Exercise prompt: Please repeat the records below exactly, from the first line through the line containing "Data stage direction", and nothing more.

Exercise input:
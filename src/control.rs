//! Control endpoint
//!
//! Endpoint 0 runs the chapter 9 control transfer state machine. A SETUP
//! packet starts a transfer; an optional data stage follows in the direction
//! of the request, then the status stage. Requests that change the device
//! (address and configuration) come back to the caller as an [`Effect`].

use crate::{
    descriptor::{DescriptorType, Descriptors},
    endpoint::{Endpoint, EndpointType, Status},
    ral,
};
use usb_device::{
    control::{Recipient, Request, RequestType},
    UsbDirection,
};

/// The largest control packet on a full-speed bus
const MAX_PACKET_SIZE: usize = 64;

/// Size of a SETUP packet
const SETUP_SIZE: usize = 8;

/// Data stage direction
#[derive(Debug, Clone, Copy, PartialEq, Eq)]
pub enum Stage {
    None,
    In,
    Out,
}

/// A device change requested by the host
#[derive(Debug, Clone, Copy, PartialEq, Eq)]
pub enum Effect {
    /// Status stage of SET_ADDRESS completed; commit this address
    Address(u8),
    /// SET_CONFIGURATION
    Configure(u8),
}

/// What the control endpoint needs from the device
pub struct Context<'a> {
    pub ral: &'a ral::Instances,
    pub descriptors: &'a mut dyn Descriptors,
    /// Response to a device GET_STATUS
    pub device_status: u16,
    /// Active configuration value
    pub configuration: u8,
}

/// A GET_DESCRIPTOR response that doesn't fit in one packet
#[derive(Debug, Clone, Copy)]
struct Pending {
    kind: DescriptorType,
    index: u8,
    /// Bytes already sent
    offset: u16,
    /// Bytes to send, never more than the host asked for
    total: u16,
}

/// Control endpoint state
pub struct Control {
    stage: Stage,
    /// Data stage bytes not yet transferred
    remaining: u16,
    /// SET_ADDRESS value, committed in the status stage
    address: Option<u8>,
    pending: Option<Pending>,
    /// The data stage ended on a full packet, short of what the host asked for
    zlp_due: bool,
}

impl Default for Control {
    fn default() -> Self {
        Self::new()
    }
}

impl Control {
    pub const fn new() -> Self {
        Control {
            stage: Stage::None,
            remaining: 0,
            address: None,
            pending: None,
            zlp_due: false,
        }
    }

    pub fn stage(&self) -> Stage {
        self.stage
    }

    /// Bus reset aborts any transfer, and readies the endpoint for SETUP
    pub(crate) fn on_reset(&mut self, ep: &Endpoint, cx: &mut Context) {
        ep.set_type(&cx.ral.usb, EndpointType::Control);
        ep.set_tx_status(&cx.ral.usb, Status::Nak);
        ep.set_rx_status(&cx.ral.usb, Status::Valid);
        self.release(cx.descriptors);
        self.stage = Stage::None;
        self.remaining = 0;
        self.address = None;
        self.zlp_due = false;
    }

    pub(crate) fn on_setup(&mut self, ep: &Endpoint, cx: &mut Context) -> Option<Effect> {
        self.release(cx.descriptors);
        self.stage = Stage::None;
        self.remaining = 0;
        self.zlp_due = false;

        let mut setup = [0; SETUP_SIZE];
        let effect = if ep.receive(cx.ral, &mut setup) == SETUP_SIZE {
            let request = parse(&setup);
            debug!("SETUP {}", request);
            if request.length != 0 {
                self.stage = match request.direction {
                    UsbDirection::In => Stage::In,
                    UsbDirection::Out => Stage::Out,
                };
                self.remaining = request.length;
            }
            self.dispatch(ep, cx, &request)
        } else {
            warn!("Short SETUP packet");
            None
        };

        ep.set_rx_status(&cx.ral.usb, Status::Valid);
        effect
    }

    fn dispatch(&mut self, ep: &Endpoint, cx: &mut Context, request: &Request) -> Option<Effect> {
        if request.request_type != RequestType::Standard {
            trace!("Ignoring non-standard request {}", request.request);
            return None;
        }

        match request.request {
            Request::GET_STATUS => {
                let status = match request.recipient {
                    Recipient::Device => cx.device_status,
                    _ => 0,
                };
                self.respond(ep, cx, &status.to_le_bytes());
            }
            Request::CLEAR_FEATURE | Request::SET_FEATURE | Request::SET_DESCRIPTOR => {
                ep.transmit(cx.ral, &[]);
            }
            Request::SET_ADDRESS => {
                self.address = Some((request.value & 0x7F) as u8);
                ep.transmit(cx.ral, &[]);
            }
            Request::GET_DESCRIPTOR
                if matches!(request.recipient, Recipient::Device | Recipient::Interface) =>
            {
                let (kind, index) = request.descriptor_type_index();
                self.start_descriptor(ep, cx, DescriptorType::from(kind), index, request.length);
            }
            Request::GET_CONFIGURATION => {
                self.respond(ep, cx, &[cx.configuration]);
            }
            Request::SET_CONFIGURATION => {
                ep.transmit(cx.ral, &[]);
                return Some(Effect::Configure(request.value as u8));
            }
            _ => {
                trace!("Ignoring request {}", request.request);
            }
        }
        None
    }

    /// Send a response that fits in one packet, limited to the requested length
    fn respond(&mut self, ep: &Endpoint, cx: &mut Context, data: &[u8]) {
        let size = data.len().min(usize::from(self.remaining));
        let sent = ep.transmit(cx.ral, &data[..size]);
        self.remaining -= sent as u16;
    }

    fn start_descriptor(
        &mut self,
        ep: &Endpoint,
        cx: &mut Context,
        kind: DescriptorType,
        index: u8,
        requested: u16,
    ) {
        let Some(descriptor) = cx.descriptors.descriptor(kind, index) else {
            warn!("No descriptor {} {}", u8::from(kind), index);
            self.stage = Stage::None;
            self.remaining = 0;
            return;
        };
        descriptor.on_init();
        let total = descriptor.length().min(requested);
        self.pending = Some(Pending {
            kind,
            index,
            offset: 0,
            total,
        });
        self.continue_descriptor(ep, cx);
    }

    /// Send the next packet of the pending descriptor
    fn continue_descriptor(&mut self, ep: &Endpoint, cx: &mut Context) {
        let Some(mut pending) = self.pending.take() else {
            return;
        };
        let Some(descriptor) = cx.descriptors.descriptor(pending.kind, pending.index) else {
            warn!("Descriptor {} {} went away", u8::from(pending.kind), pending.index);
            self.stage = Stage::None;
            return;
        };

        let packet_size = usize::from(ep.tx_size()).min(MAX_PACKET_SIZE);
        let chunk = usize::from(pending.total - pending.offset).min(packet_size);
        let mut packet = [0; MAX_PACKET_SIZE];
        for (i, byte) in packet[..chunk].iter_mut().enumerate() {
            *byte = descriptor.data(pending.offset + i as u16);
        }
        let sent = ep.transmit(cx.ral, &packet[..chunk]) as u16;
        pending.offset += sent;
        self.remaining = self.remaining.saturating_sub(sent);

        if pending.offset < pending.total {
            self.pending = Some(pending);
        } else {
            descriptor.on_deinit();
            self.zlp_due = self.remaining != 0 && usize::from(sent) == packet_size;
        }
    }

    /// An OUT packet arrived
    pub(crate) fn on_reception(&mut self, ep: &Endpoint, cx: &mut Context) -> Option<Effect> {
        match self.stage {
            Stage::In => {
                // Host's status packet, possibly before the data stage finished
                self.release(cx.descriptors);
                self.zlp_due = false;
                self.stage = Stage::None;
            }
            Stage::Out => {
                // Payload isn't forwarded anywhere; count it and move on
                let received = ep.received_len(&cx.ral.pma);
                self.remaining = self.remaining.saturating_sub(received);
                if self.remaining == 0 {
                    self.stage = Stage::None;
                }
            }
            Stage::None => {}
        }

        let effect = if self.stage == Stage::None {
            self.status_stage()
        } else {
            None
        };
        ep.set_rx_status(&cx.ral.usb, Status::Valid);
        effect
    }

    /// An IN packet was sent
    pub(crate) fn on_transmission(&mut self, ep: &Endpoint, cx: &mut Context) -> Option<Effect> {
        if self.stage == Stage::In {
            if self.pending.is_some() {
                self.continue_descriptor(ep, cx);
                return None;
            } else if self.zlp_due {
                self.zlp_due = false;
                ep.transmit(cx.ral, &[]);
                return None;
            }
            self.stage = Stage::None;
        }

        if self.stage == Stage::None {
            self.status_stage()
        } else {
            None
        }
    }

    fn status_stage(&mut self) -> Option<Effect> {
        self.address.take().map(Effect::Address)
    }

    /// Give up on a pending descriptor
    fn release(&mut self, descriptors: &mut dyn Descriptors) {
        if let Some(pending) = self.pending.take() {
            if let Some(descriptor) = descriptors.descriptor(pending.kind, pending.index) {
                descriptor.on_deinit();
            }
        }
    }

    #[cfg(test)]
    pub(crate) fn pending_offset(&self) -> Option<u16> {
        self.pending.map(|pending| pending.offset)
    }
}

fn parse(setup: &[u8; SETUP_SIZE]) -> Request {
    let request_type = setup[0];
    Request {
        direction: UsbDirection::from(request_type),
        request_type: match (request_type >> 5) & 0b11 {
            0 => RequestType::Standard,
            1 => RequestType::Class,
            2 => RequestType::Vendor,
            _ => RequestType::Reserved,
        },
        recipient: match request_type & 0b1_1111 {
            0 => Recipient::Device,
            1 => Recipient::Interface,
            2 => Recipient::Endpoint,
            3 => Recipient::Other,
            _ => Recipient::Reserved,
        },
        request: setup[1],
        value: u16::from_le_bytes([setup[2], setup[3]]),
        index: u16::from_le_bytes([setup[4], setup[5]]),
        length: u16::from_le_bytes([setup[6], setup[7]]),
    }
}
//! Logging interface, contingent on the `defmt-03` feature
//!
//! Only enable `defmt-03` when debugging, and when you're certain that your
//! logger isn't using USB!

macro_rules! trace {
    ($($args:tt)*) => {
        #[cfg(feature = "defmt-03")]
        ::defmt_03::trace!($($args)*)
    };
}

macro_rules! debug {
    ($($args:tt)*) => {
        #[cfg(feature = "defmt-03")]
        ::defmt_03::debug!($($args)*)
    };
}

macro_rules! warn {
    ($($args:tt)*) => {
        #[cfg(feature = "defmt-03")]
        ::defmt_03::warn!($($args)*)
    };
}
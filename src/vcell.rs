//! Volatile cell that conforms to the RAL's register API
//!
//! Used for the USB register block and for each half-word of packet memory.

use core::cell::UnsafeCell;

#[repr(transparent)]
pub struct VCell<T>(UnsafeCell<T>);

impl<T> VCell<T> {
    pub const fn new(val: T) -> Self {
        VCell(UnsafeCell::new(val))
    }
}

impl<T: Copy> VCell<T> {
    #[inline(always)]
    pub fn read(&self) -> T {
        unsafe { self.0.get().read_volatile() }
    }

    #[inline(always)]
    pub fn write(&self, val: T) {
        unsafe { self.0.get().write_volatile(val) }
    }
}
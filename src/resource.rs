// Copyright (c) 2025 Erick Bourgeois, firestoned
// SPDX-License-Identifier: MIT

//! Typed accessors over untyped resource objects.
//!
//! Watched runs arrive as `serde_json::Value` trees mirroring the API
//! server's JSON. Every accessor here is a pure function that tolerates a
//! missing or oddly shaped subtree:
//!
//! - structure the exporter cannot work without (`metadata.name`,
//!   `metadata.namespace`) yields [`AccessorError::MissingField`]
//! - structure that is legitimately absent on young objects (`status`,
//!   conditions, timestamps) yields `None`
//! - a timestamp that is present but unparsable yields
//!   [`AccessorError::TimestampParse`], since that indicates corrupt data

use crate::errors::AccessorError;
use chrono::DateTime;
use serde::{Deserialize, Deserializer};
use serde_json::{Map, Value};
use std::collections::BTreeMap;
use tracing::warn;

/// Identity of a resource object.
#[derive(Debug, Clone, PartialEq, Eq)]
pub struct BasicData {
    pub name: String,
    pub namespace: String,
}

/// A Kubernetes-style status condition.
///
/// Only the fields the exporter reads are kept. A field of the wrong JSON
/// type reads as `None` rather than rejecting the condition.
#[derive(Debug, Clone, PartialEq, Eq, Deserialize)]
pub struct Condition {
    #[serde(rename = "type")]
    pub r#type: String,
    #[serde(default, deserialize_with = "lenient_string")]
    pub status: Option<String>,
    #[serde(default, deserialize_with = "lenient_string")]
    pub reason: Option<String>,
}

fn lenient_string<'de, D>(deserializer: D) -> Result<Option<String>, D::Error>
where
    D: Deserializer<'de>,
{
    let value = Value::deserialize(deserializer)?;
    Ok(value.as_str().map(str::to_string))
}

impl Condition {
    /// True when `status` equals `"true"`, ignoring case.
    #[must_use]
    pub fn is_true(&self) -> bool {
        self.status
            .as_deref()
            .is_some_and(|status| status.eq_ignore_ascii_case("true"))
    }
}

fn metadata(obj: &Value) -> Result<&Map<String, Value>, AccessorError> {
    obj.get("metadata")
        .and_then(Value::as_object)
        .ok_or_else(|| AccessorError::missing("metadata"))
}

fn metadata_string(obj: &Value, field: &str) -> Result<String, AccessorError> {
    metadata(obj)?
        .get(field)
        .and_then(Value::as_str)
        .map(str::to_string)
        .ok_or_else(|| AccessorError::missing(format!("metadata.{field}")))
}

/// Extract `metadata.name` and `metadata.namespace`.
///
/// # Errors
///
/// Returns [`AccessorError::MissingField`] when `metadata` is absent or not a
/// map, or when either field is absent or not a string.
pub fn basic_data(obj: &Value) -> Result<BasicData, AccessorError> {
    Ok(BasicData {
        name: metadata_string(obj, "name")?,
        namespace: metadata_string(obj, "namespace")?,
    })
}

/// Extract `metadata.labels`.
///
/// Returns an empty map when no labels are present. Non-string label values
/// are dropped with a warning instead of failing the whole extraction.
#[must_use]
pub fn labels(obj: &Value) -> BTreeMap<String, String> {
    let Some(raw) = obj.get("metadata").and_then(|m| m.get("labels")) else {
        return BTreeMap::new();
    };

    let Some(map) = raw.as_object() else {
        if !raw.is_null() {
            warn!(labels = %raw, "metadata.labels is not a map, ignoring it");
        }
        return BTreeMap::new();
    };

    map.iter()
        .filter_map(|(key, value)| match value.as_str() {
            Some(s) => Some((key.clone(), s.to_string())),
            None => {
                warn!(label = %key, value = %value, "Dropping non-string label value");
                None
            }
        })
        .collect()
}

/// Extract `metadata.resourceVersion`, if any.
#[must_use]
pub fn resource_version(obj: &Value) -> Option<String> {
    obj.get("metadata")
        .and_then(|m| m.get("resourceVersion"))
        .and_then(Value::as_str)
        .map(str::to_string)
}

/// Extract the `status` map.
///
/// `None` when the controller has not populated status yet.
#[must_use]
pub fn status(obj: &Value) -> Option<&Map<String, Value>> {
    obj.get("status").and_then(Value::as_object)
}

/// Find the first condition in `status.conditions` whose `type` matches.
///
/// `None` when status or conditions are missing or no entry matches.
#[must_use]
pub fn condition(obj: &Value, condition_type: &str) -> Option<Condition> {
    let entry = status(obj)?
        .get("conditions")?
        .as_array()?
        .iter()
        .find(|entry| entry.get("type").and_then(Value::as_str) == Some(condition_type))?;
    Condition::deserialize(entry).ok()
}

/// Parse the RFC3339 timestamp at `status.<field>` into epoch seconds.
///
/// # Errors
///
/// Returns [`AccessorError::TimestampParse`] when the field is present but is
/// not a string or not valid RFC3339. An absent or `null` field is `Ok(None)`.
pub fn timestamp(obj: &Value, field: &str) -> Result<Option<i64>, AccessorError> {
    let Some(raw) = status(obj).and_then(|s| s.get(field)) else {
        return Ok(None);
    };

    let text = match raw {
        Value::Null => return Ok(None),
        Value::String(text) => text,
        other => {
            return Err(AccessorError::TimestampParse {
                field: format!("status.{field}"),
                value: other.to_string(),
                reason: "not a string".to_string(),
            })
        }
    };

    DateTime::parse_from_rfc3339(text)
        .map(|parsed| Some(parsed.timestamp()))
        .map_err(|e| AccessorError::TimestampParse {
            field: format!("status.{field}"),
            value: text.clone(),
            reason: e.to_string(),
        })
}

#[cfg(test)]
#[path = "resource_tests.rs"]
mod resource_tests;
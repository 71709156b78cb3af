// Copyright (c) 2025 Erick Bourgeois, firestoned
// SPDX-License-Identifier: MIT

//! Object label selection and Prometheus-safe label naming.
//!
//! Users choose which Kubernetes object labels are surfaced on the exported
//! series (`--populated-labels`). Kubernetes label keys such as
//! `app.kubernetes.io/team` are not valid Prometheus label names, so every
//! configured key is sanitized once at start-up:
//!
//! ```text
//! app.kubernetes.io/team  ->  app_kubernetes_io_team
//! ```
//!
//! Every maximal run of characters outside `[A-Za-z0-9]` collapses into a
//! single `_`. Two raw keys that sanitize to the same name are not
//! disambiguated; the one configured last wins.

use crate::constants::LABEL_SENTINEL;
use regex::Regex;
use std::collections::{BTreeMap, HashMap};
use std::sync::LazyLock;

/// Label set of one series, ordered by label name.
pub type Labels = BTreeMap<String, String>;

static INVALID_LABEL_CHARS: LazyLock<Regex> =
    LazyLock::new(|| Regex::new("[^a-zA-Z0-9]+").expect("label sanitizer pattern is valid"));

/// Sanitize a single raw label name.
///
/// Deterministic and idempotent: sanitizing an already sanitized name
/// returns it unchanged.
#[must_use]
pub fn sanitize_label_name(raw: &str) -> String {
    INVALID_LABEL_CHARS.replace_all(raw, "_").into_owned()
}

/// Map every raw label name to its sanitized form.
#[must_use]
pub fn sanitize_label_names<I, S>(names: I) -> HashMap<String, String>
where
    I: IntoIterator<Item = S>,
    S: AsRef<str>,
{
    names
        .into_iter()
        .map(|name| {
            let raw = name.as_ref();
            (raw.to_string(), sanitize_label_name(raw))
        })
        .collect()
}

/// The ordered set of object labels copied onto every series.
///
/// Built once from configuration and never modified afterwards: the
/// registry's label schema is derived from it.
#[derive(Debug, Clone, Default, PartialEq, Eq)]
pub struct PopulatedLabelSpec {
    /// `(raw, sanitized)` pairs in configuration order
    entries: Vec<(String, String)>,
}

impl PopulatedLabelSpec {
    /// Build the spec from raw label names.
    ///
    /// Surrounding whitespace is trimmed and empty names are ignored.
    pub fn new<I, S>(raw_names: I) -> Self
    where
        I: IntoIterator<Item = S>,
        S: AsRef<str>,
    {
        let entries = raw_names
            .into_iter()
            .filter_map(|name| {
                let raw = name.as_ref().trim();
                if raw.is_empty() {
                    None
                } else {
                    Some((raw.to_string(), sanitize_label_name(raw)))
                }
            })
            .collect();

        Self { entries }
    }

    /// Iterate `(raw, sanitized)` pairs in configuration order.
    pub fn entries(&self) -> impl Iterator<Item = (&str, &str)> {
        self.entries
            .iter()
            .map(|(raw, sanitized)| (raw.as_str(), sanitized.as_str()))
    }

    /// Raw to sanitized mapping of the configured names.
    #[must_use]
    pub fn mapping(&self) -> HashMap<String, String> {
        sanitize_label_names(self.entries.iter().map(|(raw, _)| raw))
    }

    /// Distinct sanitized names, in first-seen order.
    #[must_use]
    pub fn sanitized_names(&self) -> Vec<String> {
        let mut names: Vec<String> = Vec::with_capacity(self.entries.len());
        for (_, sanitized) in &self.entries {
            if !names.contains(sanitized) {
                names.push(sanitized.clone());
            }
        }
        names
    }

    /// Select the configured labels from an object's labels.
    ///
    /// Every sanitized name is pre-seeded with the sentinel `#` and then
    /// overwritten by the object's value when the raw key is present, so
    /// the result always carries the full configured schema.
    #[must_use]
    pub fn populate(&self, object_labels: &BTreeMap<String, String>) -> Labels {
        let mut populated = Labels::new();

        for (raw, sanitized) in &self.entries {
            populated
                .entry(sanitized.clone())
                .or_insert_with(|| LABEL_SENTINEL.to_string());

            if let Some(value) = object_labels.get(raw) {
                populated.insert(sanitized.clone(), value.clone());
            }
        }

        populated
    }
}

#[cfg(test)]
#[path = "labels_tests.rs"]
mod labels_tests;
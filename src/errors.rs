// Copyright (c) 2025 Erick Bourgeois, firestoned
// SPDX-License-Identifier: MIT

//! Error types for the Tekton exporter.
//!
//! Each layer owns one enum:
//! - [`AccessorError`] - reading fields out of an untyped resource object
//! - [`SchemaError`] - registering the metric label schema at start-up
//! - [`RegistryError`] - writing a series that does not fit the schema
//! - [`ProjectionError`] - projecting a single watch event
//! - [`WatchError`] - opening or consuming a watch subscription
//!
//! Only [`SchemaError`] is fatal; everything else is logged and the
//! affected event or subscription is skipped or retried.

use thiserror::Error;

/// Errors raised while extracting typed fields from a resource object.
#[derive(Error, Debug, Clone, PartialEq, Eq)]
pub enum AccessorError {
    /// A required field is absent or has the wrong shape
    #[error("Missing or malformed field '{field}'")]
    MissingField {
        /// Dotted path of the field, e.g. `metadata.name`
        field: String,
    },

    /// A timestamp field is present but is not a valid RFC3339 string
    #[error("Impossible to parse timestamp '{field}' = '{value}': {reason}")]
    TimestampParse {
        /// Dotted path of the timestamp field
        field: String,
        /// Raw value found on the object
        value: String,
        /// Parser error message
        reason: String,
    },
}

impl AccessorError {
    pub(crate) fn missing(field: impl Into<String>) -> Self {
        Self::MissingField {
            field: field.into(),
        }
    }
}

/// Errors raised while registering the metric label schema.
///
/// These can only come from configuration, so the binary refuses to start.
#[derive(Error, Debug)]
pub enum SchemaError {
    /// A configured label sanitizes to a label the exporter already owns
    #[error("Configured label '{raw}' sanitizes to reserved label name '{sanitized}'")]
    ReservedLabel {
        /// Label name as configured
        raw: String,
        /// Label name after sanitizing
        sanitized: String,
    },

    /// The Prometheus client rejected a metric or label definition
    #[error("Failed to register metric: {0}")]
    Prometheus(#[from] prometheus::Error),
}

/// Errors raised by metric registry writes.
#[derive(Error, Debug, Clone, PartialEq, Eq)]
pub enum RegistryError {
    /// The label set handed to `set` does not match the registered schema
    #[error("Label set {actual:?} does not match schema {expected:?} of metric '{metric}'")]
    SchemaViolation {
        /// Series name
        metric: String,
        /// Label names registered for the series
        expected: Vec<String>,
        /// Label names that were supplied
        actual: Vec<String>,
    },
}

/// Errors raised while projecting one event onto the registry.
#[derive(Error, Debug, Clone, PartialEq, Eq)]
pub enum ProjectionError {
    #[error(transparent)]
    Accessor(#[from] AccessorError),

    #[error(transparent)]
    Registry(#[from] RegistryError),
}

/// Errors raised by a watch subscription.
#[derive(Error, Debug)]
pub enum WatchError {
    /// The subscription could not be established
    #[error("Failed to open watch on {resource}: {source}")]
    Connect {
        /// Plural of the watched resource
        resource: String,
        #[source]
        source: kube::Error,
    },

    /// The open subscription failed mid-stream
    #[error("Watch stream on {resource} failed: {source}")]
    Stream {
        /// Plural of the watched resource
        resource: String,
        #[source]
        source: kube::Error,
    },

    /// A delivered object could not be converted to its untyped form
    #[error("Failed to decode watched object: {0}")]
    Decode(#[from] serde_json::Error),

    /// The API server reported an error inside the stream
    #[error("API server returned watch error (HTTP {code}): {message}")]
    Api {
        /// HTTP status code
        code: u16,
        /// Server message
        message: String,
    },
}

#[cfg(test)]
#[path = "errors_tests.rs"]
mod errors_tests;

Solution to this exercise:
filename src/control.rs
//! Control endpoint
//!
//! Endpoint 0 runs the chapter 9 control transfer state machine. A SETUP
//! packet starts a transfer; an optional data stage follows in the direction
//! of the request, then the status stage. Requests that change the device
//! (address and configuration) come back to the caller as an [`Effect`].

use crate::{
    descriptor::{DescriptorType, Descriptors},
    endpoint::{Endpoint, EndpointType, Status},
    ral,
};
use usb_device::{
    control::{Recipient, Request, RequestType},
    UsbDirection,
};

/// The largest control packet on a full-speed bus
const MAX_PACKET_SIZE: usize = 64;

/// Size of a SETUP packet
const SETUP_SIZE: usize = 8;

/// Data stage direction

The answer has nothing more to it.